*** Supplied records ***

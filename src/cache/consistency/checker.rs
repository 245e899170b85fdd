//! Compares cached banks with their on-disk files

use std::fs;
use std::path::PathBuf;

use chrono::{DateTime, Utc};
use walkdir::WalkDir;

use super::report::{ConsistencyIssue, DiagnosticFile, DiagnosticSnapshot};
use crate::cache::storage::BankLayout;
use crate::cache::types::{BankContent, BankKey};

/// Read-only checker over the storage layout
#[derive(Debug, Clone)]
pub struct ConsistencyChecker {
    layout: BankLayout,
    diagnostics_dir: PathBuf,
}

impl ConsistencyChecker {
    pub fn new(layout: BankLayout, diagnostics_dir: impl Into<PathBuf>) -> Self {
        Self {
            layout,
            diagnostics_dir: diagnostics_dir.into(),
        }
    }

    pub fn diagnostics_dir(&self) -> &std::path::Path {
        &self.diagnostics_dir
    }

    /// Compare every cached file of a bank byte-for-byte with disk.
    ///
    /// Files present on disk but absent from the cache are not reported.
    pub fn check_bank_consistency(
        &self,
        key: &BankKey,
        content: &BankContent,
    ) -> (bool, Vec<ConsistencyIssue>) {
        let root = match self.layout.checked_bank_root(key) {
            Ok(root) => root,
            Err(e) => {
                log::warn!("Bank {} has no place on disk: {}", key, e);
                return (false, vec![ConsistencyIssue::BankMissing(key.clone())]);
            }
        };
        if !root.exists() {
            log::warn!("Bank {} doesn't exist on disk", key);
            return (false, vec![ConsistencyIssue::BankMissing(key.clone())]);
        }

        let mut issues = Vec::new();
        for (relative, cached) in content {
            let disk_path = root.join(relative);
            if !disk_path.exists() {
                log::warn!("File {} exists in cache but not on disk for bank {}", relative, key);
                issues.push(ConsistencyIssue::FileMissing(relative.clone()));
                continue;
            }
            match fs::read(&disk_path) {
                Ok(bytes) if bytes == cached.as_bytes() => {}
                Ok(_) => {
                    log::warn!(
                        "File {} has different content in cache vs disk for bank {}",
                        relative,
                        key
                    );
                    issues.push(ConsistencyIssue::ContentMismatch(relative.clone()));
                }
                Err(e) => {
                    log::error!("Error reading file {} from disk for bank {}: {}", relative, key, e);
                    issues.push(ConsistencyIssue::ReadError {
                        path: relative.clone(),
                        message: e.to_string(),
                    });
                }
            }
        }

        (issues.is_empty(), issues)
    }

    /// Capture the on-disk state of a bank
    pub fn snapshot(&self, key: &BankKey, issue: &str) -> DiagnosticSnapshot {
        let root = self.layout.bank_root(key);
        let bank_exists = root.exists();
        let mut files = Vec::new();

        if bank_exists {
            for entry in WalkDir::new(&root).sort_by_file_name().into_iter().flatten() {
                if !entry.file_type().is_file() {
                    continue;
                }
                let Ok(relative) = entry.path().strip_prefix(&root) else {
                    continue;
                };
                let metadata = entry.metadata().ok();
                files.push(DiagnosticFile {
                    path: relative.to_string_lossy().replace('\\', "/"),
                    size: metadata.as_ref().map_or(0, |m| m.len()),
                    mtime: metadata
                        .and_then(|m| m.modified().ok())
                        .map(DateTime::<Utc>::from),
                });
            }
        }

        DiagnosticSnapshot {
            timestamp: Utc::now(),
            bank_type: key.bank_type.to_string(),
            bank_id: key.bank_id.clone(),
            issue: issue.to_string(),
            bank_path: root,
            bank_exists,
            files,
        }
    }

    /// Write a diagnostic snapshot file. Failures are logged and swallowed.
    pub fn log_diagnostic_info(&self, key: &BankKey, issue: &str) -> Option<PathBuf> {
        let snapshot = self.snapshot(key, issue);
        let json = match serde_json::to_string_pretty(&snapshot) {
            Ok(json) => json,
            Err(e) => {
                log::error!("Error logging diagnostic information for bank {}: {}", key, e);
                return None;
            }
        };
        log::info!("Diagnostic information for bank {}: {}", key, issue);

        let file_name = format!(
            "{}_{}_{}_diag.json",
            key.bank_type,
            sanitize(&key.bank_id),
            snapshot.timestamp.format("%Y%m%d_%H%M%S")
        );
        let path = self.diagnostics_dir.join(file_name);
        let written = fs::create_dir_all(&self.diagnostics_dir).and_then(|_| fs::write(&path, json));
        match written {
            Ok(()) => {
                log::info!("Wrote diagnostic information to {}", path.display());
                Some(path)
            }
            Err(e) => {
                log::error!("Error logging diagnostic information for bank {}: {}", key, e);
                None
            }
        }
    }
}

fn sanitize(bank_id: &str) -> String {
    bank_id
        .chars()
        .map(|c| if c.is_ascii_alphanumeric() || c == '-' || c == '.' { c } else { '_' })
        .collect()
}
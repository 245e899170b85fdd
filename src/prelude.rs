//! Membank prelude - convenient imports for users

pub use crate::membank::{MemoryBankCache, MemoryBankCacheBuilder, UpdateResponse};

pub use crate::cache::config::CacheConfig;
pub use crate::cache::consistency::ConsistencyReport;
pub use crate::cache::sync_wrapper::{ExecutionBridge, ExecutionContext};
pub use crate::cache::traits::{
    BankStore, CacheOperationError, ContentProcessor, ProcessCall, ProcessRequest,
    ProcessedContent, ProcessingMetadata, ProcessorError, Severity, StoreError, WriteOperation,
};
pub use crate::cache::types::statistics::ErrorRecord;
pub use crate::cache::types::{BankContent, BankKey, BankType};
pub use crate::telemetry::DiagnosticsReport;
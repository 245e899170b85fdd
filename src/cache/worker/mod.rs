//! Background sync worker
//!
//! A dedicated thread drains a crossbeam queue of sync requests and, on a
//! fixed interval, flushes every pending bank. Flush failures are logged and
//! retried on the next interval; they never stop the worker.

pub mod manager;
pub mod task_processor;
pub mod types;

pub use manager::StopOutcome;
pub use types::{SyncRequest, SyncTarget, SyncWorker, WorkerStatsSnapshot, WorkerTiming};
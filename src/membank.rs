//! Public API of the memory-bank cache
//!
//! [`MemoryBankCache`] accepts bank types as strings the way tool handlers
//! receive them, and reports update failures as an `"error"` response rather
//! than an `Err`. Only an unknown bank type or a bank id that would leave the
//! storage root fails fast.
//!
//! ```no_run
//! use membank_cache::MemoryBankCache;
//!
//! let cache = MemoryBankCache::builder()
//!     .storage_root("/tmp/memory")
//!     .build()?;
//! let response = cache.update_bank("project", "demo", "Architecture: we use PostgreSQL.", false)?;
//! assert!(response.is_success());
//! cache.close();
//! # Ok::<(), membank_cache::CacheOperationError>(())
//! ```

use std::collections::BTreeMap;
use std::path::{Path, PathBuf};
use std::sync::Arc;
use std::time::Duration;

use chrono::{DateTime, Utc};
use serde::{Deserialize, Serialize};

use crate::cache::config::CacheConfig;
use crate::cache::consistency::ConsistencyReport;
use crate::cache::content::RuleBasedProcessor;
use crate::cache::coordinator::BankCacheManager;
use crate::cache::storage::FileBankStore;
use crate::cache::sync_wrapper::{BridgeStatsSnapshot, ExecutionBridge, ExecutionContext};
use crate::cache::traits::{BankStore, CacheOperationError, ContentProcessor};
use crate::cache::types::statistics::ErrorRecord;
use crate::cache::types::{BankContent, BankKey, BankType};
use crate::cache::worker::WorkerStatsSnapshot;
use crate::telemetry::{DiagnosticsReport, RECENT_ERROR_LIMIT};

/// Response of [`MemoryBankCache::update_bank`]
#[derive(Debug, Clone, PartialEq, Eq, Serialize, Deserialize)]
pub struct UpdateResponse {
    /// `"success"` or `"error"`
    pub status: String,
    #[serde(default, skip_serializing_if = "Option::is_none")]
    pub error: Option<String>,
}

impl UpdateResponse {
    pub fn success() -> Self {
        Self {
            status: "success".to_string(),
            error: None,
        }
    }

    pub fn failure(error: impl Into<String>) -> Self {
        Self {
            status: "error".to_string(),
            error: Some(error.into()),
        }
    }

    pub fn is_success(&self) -> bool {
        self.status == "success"
    }
}

/// Write-behind cache of memory banks
#[derive(Debug)]
pub struct MemoryBankCache {
    manager: BankCacheManager,
}

impl MemoryBankCache {
    pub fn builder() -> MemoryBankCacheBuilder {
        MemoryBankCacheBuilder::new()
    }

    /// Cache over the default storage root with the rule-based processor
    pub fn new() -> Result<Self, CacheOperationError> {
        Self::builder().build()
    }

    /// Full content of a bank, loading it from disk on first access
    pub fn get_bank(
        &self,
        bank_type: &str,
        bank_id: &str,
    ) -> Result<BankContent, CacheOperationError> {
        let key = BankKey::parse(bank_type, bank_id)?;
        Ok(self.manager.get_bank(&key))
    }

    /// Merge `text` into a bank.
    ///
    /// `immediate` forces the bank to disk before returning; large updates
    /// are flushed regardless.
    pub fn update_bank(
        &self,
        bank_type: &str,
        bank_id: &str,
        text: &str,
        immediate: bool,
    ) -> Result<UpdateResponse, CacheOperationError> {
        let key = BankKey::parse(bank_type, bank_id)?;
        match self.manager.update_bank(&key, text, immediate) {
            Ok(_) => Ok(UpdateResponse::success()),
            Err(e) if e.is_fatal() => Err(e),
            Err(e) => Ok(UpdateResponse::failure(e.to_string())),
        }
    }

    /// Flush every pending bank, reporting success per bank
    pub fn sync_all_pending(&self) -> BTreeMap<BankKey, bool> {
        self.manager.core().sync_all_pending()
    }

    pub fn perform_consistency_check(
        &self,
        bank_type: Option<&str>,
        bank_id: Option<&str>,
    ) -> Result<ConsistencyReport, CacheOperationError> {
        let bank_type = bank_type.map(str::parse::<BankType>).transpose()?;
        Ok(self
            .manager
            .core()
            .perform_consistency_check(bank_type, bank_id))
    }

    pub fn diagnostics(&self) -> DiagnosticsReport {
        self.manager.core().diagnostics()
    }

    /// Write diagnostics as JSON to `path`, or a timestamped file in the
    /// diagnostics directory
    pub fn export_diagnostics(&self, path: Option<&Path>) -> bool {
        self.manager.core().export_diagnostics(path)
    }

    pub fn dump_debug_memory(&self) -> bool {
        self.manager.core().dump_debug_memory()
    }

    pub fn recent_errors(&self, count: usize) -> Vec<ErrorRecord> {
        self.manager.core().recent_errors(count)
    }

    /// The last few errors shown to operators, oldest first
    pub fn error_history(&self) -> Vec<ErrorRecord> {
        self.recent_errors(RECENT_ERROR_LIMIT)
    }

    pub fn pending_banks(&self) -> Vec<BankKey> {
        self.manager.core().pending_banks()
    }

    pub fn is_pending(&self, key: &BankKey) -> bool {
        self.manager.core().is_pending(key)
    }

    pub fn has_bank(&self, key: &BankKey) -> bool {
        self.manager.core().has_bank(key)
    }

    pub fn last_sync_time(&self, key: &BankKey) -> Option<DateTime<Utc>> {
        self.manager.core().last_sync_time(key)
    }

    pub fn worker_stats(&self) -> WorkerStatsSnapshot {
        self.manager.worker_stats()
    }

    pub fn bridge_stats(&self) -> BridgeStatsSnapshot {
        self.manager.core().bridge_stats()
    }

    pub fn config(&self) -> &CacheConfig {
        self.manager.core().config()
    }

    /// Start the sync worker when the cache was built without one
    pub fn start(&self) -> Result<(), CacheOperationError> {
        self.manager.start_worker()
    }

    /// Flush pending banks and stop the worker
    pub fn close(&self) {
        self.manager.close();
    }
}

/// Fluent construction of a [`MemoryBankCache`]
pub struct MemoryBankCacheBuilder {
    config: CacheConfig,
    store: Option<Arc<dyn BankStore>>,
    processor: Option<Arc<dyn ContentProcessor>>,
    context: ExecutionContext,
}

impl MemoryBankCacheBuilder {
    pub fn new() -> Self {
        Self {
            config: CacheConfig::default(),
            store: None,
            processor: None,
            context: ExecutionContext::default(),
        }
    }

    /// Replace the whole configuration
    pub fn config(mut self, config: CacheConfig) -> Self {
        self.config = config;
        self
    }

    pub fn storage_root(mut self, path: impl Into<PathBuf>) -> Self {
        self.config.storage_root = path.into();
        self
    }

    /// Bank store; defaults to files under the storage root
    pub fn store(mut self, store: Arc<dyn BankStore>) -> Self {
        self.store = Some(store);
        self
    }

    /// Content processor; defaults to the rule-based processor
    pub fn processor(mut self, processor: Arc<dyn ContentProcessor>) -> Self {
        self.processor = Some(processor);
        self
    }

    /// How deferred processor work is driven from this caller
    pub fn execution_context(mut self, context: ExecutionContext) -> Self {
        self.context = context;
        self
    }

    pub fn bridge_timeout(mut self, timeout: Duration) -> Self {
        self.config.bridge.timeout_ms = ceil_millis(timeout);
        self
    }

    pub fn fallback_to_rules(mut self, enabled: bool) -> Self {
        self.config.bridge.fallback_to_rules = enabled;
        self
    }

    pub fn large_update_threshold(mut self, bytes: usize) -> Self {
        self.config.large_update_threshold_bytes = bytes;
        self
    }

    pub fn sync_interval(mut self, interval: Duration) -> Self {
        self.config.worker.sync_interval_secs = ceil_secs(interval);
        self
    }

    pub fn start_worker(mut self, start: bool) -> Self {
        self.config.worker.start_on_build = start;
        self
    }

    pub fn diagnostics(mut self, enabled: bool) -> Self {
        self.config.diagnostics.enabled = enabled;
        self
    }

    pub fn diagnostics_dir(mut self, path: impl Into<PathBuf>) -> Self {
        self.config.diagnostics.diagnostics_dir = Some(path.into());
        self
    }

    pub fn debug_memory_dump(mut self, enabled: bool) -> Self {
        self.config.diagnostics.debug_memory_dump = enabled;
        self
    }

    pub fn debug_dump_path(mut self, path: impl Into<PathBuf>) -> Self {
        self.config.diagnostics.debug_dump_path = Some(path.into());
        self
    }

    pub fn build(self) -> Result<MemoryBankCache, CacheOperationError> {
        let store = self
            .store
            .unwrap_or_else(|| Arc::new(FileBankStore::new(&self.config.storage_root)));
        let processor = self
            .processor
            .unwrap_or_else(|| Arc::new(RuleBasedProcessor::new()));
        let bridge = ExecutionBridge::new(self.context, self.config.bridge.timeout());
        let manager = BankCacheManager::new(self.config, store, processor, bridge)?;
        Ok(MemoryBankCache { manager })
    }
}

// Durations are stored in whole units; round partial units up so a short
// non-zero duration never collapses to the rejected zero.
fn ceil_secs(duration: Duration) -> u64 {
    duration.as_secs() + u64::from(duration.subsec_nanos() > 0)
}

fn ceil_millis(duration: Duration) -> u64 {
    let whole = u64::try_from(duration.as_millis()).unwrap_or(u64::MAX);
    whole.saturating_add(u64::from(duration.subsec_nanos() % 1_000_000 > 0))
}

impl Default for MemoryBankCacheBuilder {
    fn default() -> Self {
        Self::new()
    }
}
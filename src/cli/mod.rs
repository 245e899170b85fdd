//! Command-line interface for the memory-bank cache
//!
//! Each invocation builds a cache over the configured storage root, runs a
//! single command against it, and closes it.

pub mod commands;
pub mod config;
pub mod errors;
pub mod output;

pub use commands::*;
pub use config::CliConfig;
pub use errors::{CliError, CliResult};
pub use output::OutputFormat;
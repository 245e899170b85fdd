//! On-disk bank storage
//!
//! [`BankLayout`] maps bank keys to directories under the storage root and
//! [`FileBankStore`] reads and writes bank files there.

pub mod file_store;
pub mod layout;

pub use file_store::FileBankStore;
pub use layout::BankLayout;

*** End of Supplied records ***

Task details:
Out of the listing above, reproduce exactly the lines from the one with "store, processor, bridge)?;" up to and including the one with "for the memory-bank cache".

Your response:
        let manager = BankCacheManager::new(self.config, store, processor, bridge)?;
        Ok(MemoryBankCache { manager })
    }
}

// Durations are stored in whole units; round partial units up so a short
// non-zero duration never collapses to the rejected zero.
fn ceil_secs(duration: Duration) -> u64 {
    duration.as_secs() + u64::from(duration.subsec_nanos() > 0)
}

fn ceil_millis(duration: Duration) -> u64 {
    let whole = u64::try_from(duration.as_millis()).unwrap_or(u64::MAX);
    whole.saturating_add(u64::from(duration.subsec_nanos() % 1_000_000 > 0))
}

impl Default for MemoryBankCacheBuilder {
    fn default() -> Self {
        Self::new()
    }
}
filename src/cli/mod.rs
repository 245e899170b85fdd
//! Command-line interface for the memory-bank cache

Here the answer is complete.